男の子の名前は、菅原律人くん(5)=中央区松が丘在住=。20年8月に保育士から左頬の腫れを指摘され病院を受診し、横紋筋肉腫と診断された。

横紋筋肉腫とは、皮膚の下の筋肉など軟らかい組織で、本来骨格筋になる未熟な細胞から発生する腫瘍。県立こども医療センターによると、小児から若年成人の中で100万人当たり4〜5人程発症する稀な腫瘍とされている。

診断当時すでに顔半分に腫瘍が広がり、ステージ4。すぐに抗がん剤と放射線治療が始まった。

1年半の入院生活

「テレビで小児がんの子を見て遠い話だと思っていたが、自分事になるとは。選択を迫られる日々の中で、お医者さんの言うことに『はい』と言うしかなかった」と父・竜さん(40)は話す。
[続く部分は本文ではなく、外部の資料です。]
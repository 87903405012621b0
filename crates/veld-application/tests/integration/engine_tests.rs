//! Engine tests through the collaborator ports

use std::sync::Mutex;

use veld_application::{DescriptorSource, PlanSink, ResolutionEngine};
use veld_domain::entities::{ComponentDescriptor, DependencyRequirement};
use veld_domain::error::{Error, Result};
use veld_domain::value_objects::{DiagnosticCode, ResolutionOptions, ResolutionPlan};

use crate::test_utils::{component, implementing};

struct InMemorySource {
    descriptors: Vec<ComponentDescriptor>,
}

impl DescriptorSource for InMemorySource {
    fn load_descriptors(&self) -> Result<Vec<ComponentDescriptor>> {
        Ok(self.descriptors.clone())
    }
}

struct BrokenSource;

impl DescriptorSource for BrokenSource {
    fn load_descriptors(&self) -> Result<Vec<ComponentDescriptor>> {
        Err(Error::invalid_descriptor("unreadable"))
    }
}

#[derive(Default)]
struct RecordingSink {
    written: Mutex<Vec<ResolutionPlan>>,
}

impl PlanSink for RecordingSink {
    fn write_plan(&self, plan: &ResolutionPlan) -> Result<()> {
        self.written
            .lock()
            .map_err(|_| Error::Infrastructure {
                message: "sink lock poisoned".to_string(),
                source: None,
            })?
            .push(plan.clone());
        Ok(())
    }
}

#[test]
fn test_run_writes_successful_plan() {
    let source = InMemorySource {
        descriptors: vec![
            component("app.Service").with_dependency(DependencyRequirement::single("app.Repo")),
            implementing("app.JdbcRepo", "app.Repo"),
        ],
    };
    let sink = RecordingSink::default();

    let plan = ResolutionEngine::new()
        .run(&source, &sink, &ResolutionOptions::default())
        .unwrap();

    let written = sink.written.lock().unwrap();
    assert_eq!(written.len(), 1);
    assert_eq!(written[0], plan);
    assert_eq!(plan.ids(), vec!["app.JdbcRepo", "app.Service"]);
}

#[test]
fn test_run_wraps_failed_resolution() {
    let source = InMemorySource {
        descriptors: vec![
            component("app.Service").with_dependency(DependencyRequirement::single("app.Repo")),
        ],
    };
    let sink = RecordingSink::default();

    let error = ResolutionEngine::new()
        .run(&source, &sink, &ResolutionOptions::default())
        .unwrap_err();

    assert!(matches!(error, Error::ResolutionFailed { .. }));
    assert_eq!(error.diagnostics()[0].code, DiagnosticCode::MissingDependencyError);
    assert!(sink.written.lock().unwrap().is_empty());
}

#[test]
fn test_run_propagates_source_errors() {
    let sink = RecordingSink::default();

    let error = ResolutionEngine::new()
        .run(&BrokenSource, &sink, &ResolutionOptions::default())
        .unwrap_err();

    assert!(matches!(error, Error::InvalidDescriptor { .. }));
}

#[test]
fn test_empty_input_gives_empty_plan() {
    let plan = ResolutionEngine::new()
        .resolve(&[], &ResolutionOptions::default())
        .unwrap();

    assert!(plan.is_empty());
    assert!(plan.diagnostics.is_empty());
}

#[test]
fn test_engine_instances_are_independent() {
    let descriptors = vec![component("a"), component("b").depends_on("a")];
    let options = ResolutionOptions::default();

    let handles: Vec<_> = (0..4)
        .map(|_| {
            let descriptors = descriptors.clone();
            let options = options.clone();
            std::thread::spawn(move || ResolutionEngine::new().resolve(&descriptors, &options))
        })
        .collect();

    for handle in handles {
        let plan = handle.join().unwrap().unwrap();
        assert_eq!(plan.ids(), vec!["a", "b"]);
    }
}
//! Binding Resolver
//!
//! Selects the component(s) bound to one dependency requirement.
//!
//! 1. A qualifier keeps only candidates with that exact qualifier name.
//! 2. Several candidates: a single `primary` wins, several primaries are
//!    ambiguous.
//! 3. Several candidates and no primary are ambiguous.
//! 4. No candidate: absent for OPTIONAL and DEFERRED, missing otherwise.
//!
//! COLLECTION keeps every candidate, ordered by `order` then canonical
//! declaration order.

use tracing::warn;
use veld_domain::entities::{ComponentDescriptor, DependencyRequirement, Multiplicity};
use veld_domain::value_objects::diagnostic::join_ids;
use veld_domain::value_objects::{Diagnostic, DiagnosticCode, ResolvedBinding};

/// Components selected for one requirement
#[derive(Debug, Clone, Default, PartialEq, Eq)]
pub struct Selection {
    /// Selected component indices; empty means absent
    pub targets: Vec<usize>,
    /// Non-fatal findings about the selection
    pub warnings: Vec<Diagnostic>,
}

impl Selection {
    fn of(targets: Vec<usize>) -> Self {
        Self {
            targets,
            warnings: Vec::new(),
        }
    }
}

/// Resolves requirements against candidate components of one graph
pub struct BindingResolver<'a> {
    nodes: &'a [ComponentDescriptor],
}

impl<'a> BindingResolver<'a> {
    /// Resolver over the graph arena
    pub fn new(nodes: &'a [ComponentDescriptor]) -> Self {
        Self { nodes }
    }

    /// Select the binding for `requirement`, declared at `position` in the
    /// dependency list of `owner`
    ///
    /// `candidates` are indices of components whose declared types contain
    /// the requirement's target type, in canonical order.
    ///
    /// # Errors
    ///
    /// Returns a `MissingDependencyError` or `AmbiguousBindingError`
    /// diagnostic attached to the owner and tagged with `position`.
    pub fn resolve(
        &self,
        owner: usize,
        position: usize,
        requirement: &DependencyRequirement,
        candidates: &[usize],
    ) -> Result<Selection, Diagnostic> {
        let owner_id = self.nodes[owner].id.as_str();
        let matching: Vec<usize> = match &requirement.qualifier {
            Some(qualifier) => candidates
                .iter()
                .copied()
                .filter(|&i| self.nodes[i].qualifier_name.as_deref() == Some(qualifier.as_str()))
                .collect(),
            None => candidates.to_vec(),
        };

        if matching.is_empty() {
            if requirement.requires_candidate() {
                warn!(component = owner_id, position, %requirement, "No candidate for requirement");
                return Err(Diagnostic::for_component(
                    DiagnosticCode::MissingDependencyError,
                    owner_id,
                    format!(
                        "{}: {}",
                        describe(position, requirement),
                        self.missing_message(requirement, candidates)
                    ),
                )
                .with_requirement(position));
            }
            return Ok(Selection::default());
        }

        if requirement.multiplicity == Multiplicity::Collection {
            let mut members = matching;
            members.sort_by_key(|&i| (self.nodes[i].order, i));
            return Ok(Selection::of(members));
        }

        if let [only] = matching[..] {
            let mut selection = Selection::of(vec![only]);
            if self.nodes[only].primary {
                selection.warnings.push(Diagnostic::for_component(
                    DiagnosticCode::RedundantPrimary,
                    &self.nodes[only].id,
                    format!(
                        "primary marker is redundant: sole candidate for {} of '{owner_id}'",
                        describe(position, requirement)
                    ),
                ));
            }
            return Ok(selection);
        }

        let primaries: Vec<usize> = matching
            .iter()
            .copied()
            .filter(|&i| self.nodes[i].primary)
            .collect();
        match primaries[..] {
            [winner] => Ok(Selection::of(vec![winner])),
            [] => Err(self.ambiguous(owner_id, position, requirement, &matching, "candidates")),
            _ => Err(self.ambiguous(
                owner_id,
                position,
                requirement,
                &primaries,
                "primary candidates",
            )),
        }
    }

    /// Plan representation of a selection
    pub fn binding_for(&self, multiplicity: Multiplicity, targets: &[usize]) -> ResolvedBinding {
        match (multiplicity, targets) {
            (Multiplicity::Collection, members) => ResolvedBinding::Collection {
                components: members.iter().map(|&i| self.nodes[i].id.clone()).collect(),
            },
            (_, []) => ResolvedBinding::Absent,
            (Multiplicity::Deferred, [first, ..]) => ResolvedBinding::Provider {
                component: self.nodes[*first].id.clone(),
            },
            (Multiplicity::Single | Multiplicity::Optional, [first, ..]) => ResolvedBinding::Bound {
                component: self.nodes[*first].id.clone(),
            },
        }
    }

    fn ambiguous(
        &self,
        owner_id: &str,
        position: usize,
        requirement: &DependencyRequirement,
        indices: &[usize],
        label: &str,
    ) -> Diagnostic {
        warn!(component = owner_id, position, %requirement, "Ambiguous binding");
        Diagnostic::for_component(
            DiagnosticCode::AmbiguousBindingError,
            owner_id,
            format!(
                "{}: ambiguous binding for {requirement}: {} {label} [{}]",
                describe(position, requirement),
                indices.len(),
                join_ids(indices.iter().map(|&i| self.nodes[i].id.as_str()))
            ),
        )
        .with_requirement(position)
    }

    fn missing_message(&self, requirement: &DependencyRequirement, candidates: &[usize]) -> String {
        match (&requirement.qualifier, candidates.is_empty()) {
            (Some(qualifier), false) => format!(
                "no candidate for {requirement}: none of [{}] is qualified '{qualifier}'",
                join_ids(candidates.iter().map(|&i| self.nodes[i].id.as_str()))
            ),
            _ => format!("no candidate for {requirement}"),
        }
    }
}

/// `requirement #1 (FIELD)`
fn describe(position: usize, requirement: &DependencyRequirement) -> String {
    format!("requirement #{position} ({})", requirement.site)
}
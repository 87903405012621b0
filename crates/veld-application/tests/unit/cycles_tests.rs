//! Unit tests for cycle detection

use veld_application::CycleDetector;
use veld_application::cycles::strongly_connected_components;
use veld_domain::entities::DependencyRequirement;

use crate::test_utils::{build_graph, component};

#[test]
fn test_three_component_cycle_path() {
    let (graph, _) = build_graph(vec![
        component("A").with_dependency(DependencyRequirement::single("B")),
        component("B").with_dependency(DependencyRequirement::single("C")),
        component("C").with_dependency(DependencyRequirement::single("A")),
    ]);

    let cycles = CycleDetector::detect_cycles(&graph);

    assert_eq!(cycles.len(), 1);
    assert_eq!(cycles[0].path, vec!["A", "B", "C", "A"]);
}

#[test]
fn test_deferred_edge_breaks_cycle() {
    let (graph, _) = build_graph(vec![
        component("A").with_dependency(DependencyRequirement::single("B")),
        component("B").with_dependency(DependencyRequirement::deferred("A")),
    ]);

    assert!(CycleDetector::detect_cycles(&graph).is_empty());
}

#[test]
fn test_lazy_owner_breaks_cycle() {
    let (graph, _) = build_graph(vec![
        component("A").with_dependency(DependencyRequirement::single("B")),
        component("B")
            .lazy()
            .with_dependency(DependencyRequirement::single("A")),
    ]);

    assert!(CycleDetector::detect_cycles(&graph).is_empty());
}

#[test]
fn test_optional_edges_do_not_form_cycles() {
    let (graph, _) = build_graph(vec![
        component("A").with_dependency(DependencyRequirement::optional("B")),
        component("B").with_dependency(DependencyRequirement::single("A")),
    ]);

    assert!(CycleDetector::detect_cycles(&graph).is_empty());
}

#[test]
fn test_collection_edges_form_cycles() {
    let (graph, _) = build_graph(vec![
        component("hub").with_dependency(DependencyRequirement::collection("app.Plugin")),
        component("plugin")
            .with_type("app.Plugin")
            .with_dependency(DependencyRequirement::single("hub")),
    ]);

    let cycles = CycleDetector::detect_cycles(&graph);

    assert_eq!(cycles.len(), 1);
    assert_eq!(cycles[0].to_string(), "hub -> plugin -> hub");
}

#[test]
fn test_self_reference_is_legal_only_when_deferred() {
    let (deferred, _) = build_graph(vec![
        component("A").with_dependency(DependencyRequirement::deferred("A")),
    ]);
    let (optional, _) = build_graph(vec![
        component("A")
            .lazy()
            .with_dependency(DependencyRequirement::optional("A")),
    ]);

    assert!(CycleDetector::detect_cycles(&deferred).is_empty());
    let cycles = CycleDetector::detect_cycles(&optional);
    assert_eq!(cycles.len(), 1);
    assert!(cycles[0].is_self_loop());
    assert_eq!(cycles[0].to_string(), "A -> A");
}

#[test]
fn test_disjoint_cycles_reported_separately() {
    let (graph, _) = build_graph(vec![
        component("A").with_dependency(DependencyRequirement::single("B")),
        component("B").with_dependency(DependencyRequirement::single("A")),
        component("X").with_dependency(DependencyRequirement::single("Y")),
        component("Y").with_dependency(DependencyRequirement::single("X")),
        component("Z").with_dependency(DependencyRequirement::single("A")),
    ]);

    let rendered: Vec<String> = CycleDetector::detect_cycles(&graph)
        .iter()
        .map(ToString::to_string)
        .collect();

    assert_eq!(rendered, vec!["A -> B -> A", "X -> Y -> X"]);
}

#[test]
fn test_components_close_in_completion_order() {
    let successors = vec![vec![1], vec![2], vec![0, 3], vec![]];

    let components = strongly_connected_components(&successors);

    assert_eq!(components, vec![vec![3], vec![0, 1, 2]]);
}

#[test]
fn test_long_dependency_chain_uses_bounded_stack() {
    const LEN: usize = 200_000;
    let handle = std::thread::Builder::new()
        .stack_size(256 * 1024)
        .spawn(|| {
            let mut successors: Vec<Vec<usize>> = (1..LEN).map(|next| vec![next]).collect();
            successors.push(Vec::new());
            let open = strongly_connected_components(&successors);

            successors[LEN - 1].push(0);
            let closed = strongly_connected_components(&successors);
            (open, closed)
        })
        .unwrap();

    let (open, closed) = handle.join().unwrap();

    assert_eq!(open.len(), LEN);
    assert_eq!(open[0], vec![LEN - 1]);
    assert_eq!(closed.len(), 1);
    assert_eq!(closed[0], (0..LEN).collect::<Vec<_>>());
}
コロナ下の面会制限で、1日に会えるのは4時間。律人くんが1番辛かったことは「(面会の後)パパママがいなくなること」。治療の影響で口内炎が治らないことも、律人くんの笑顔を奪っていった。

さらに律人くんを苦しめたのは、入院中にお風呂に入れないこと。律人くんは「いい風呂の日(11月26日)」生まれで、竜さんは鵜野森の温浴施設「おふろの王様町田店」の店長と、お風呂に縁がある。入院中は「お風呂にいっぱい入ること」を目標に病気と闘った。

治療のため保育園は辞めたが、園の友人や先生からお見舞いの制作が届いた。周りの支えを受けながら、一昨年4月に退院。10月から再び当時とは別の保育園にも通い始めた。

「病気しても普通に生きられる」

現在は3カ月に一度、検査のため通院する。当時の治療の影響で風邪を引きやすく、鼻血が出やすいことはあるが、「ほかの子たちと何ら変わりない生活が送れています」と竜さんは話す。律人くんは、「好きな遊びは砂場あそび」とにっこり。昨年春からは水泳も習い始め、念願のお風呂にもたくさん入りにいっているとか。

竜さんは「病気をしても普通に生きているということを知ってもらえたら」と語った。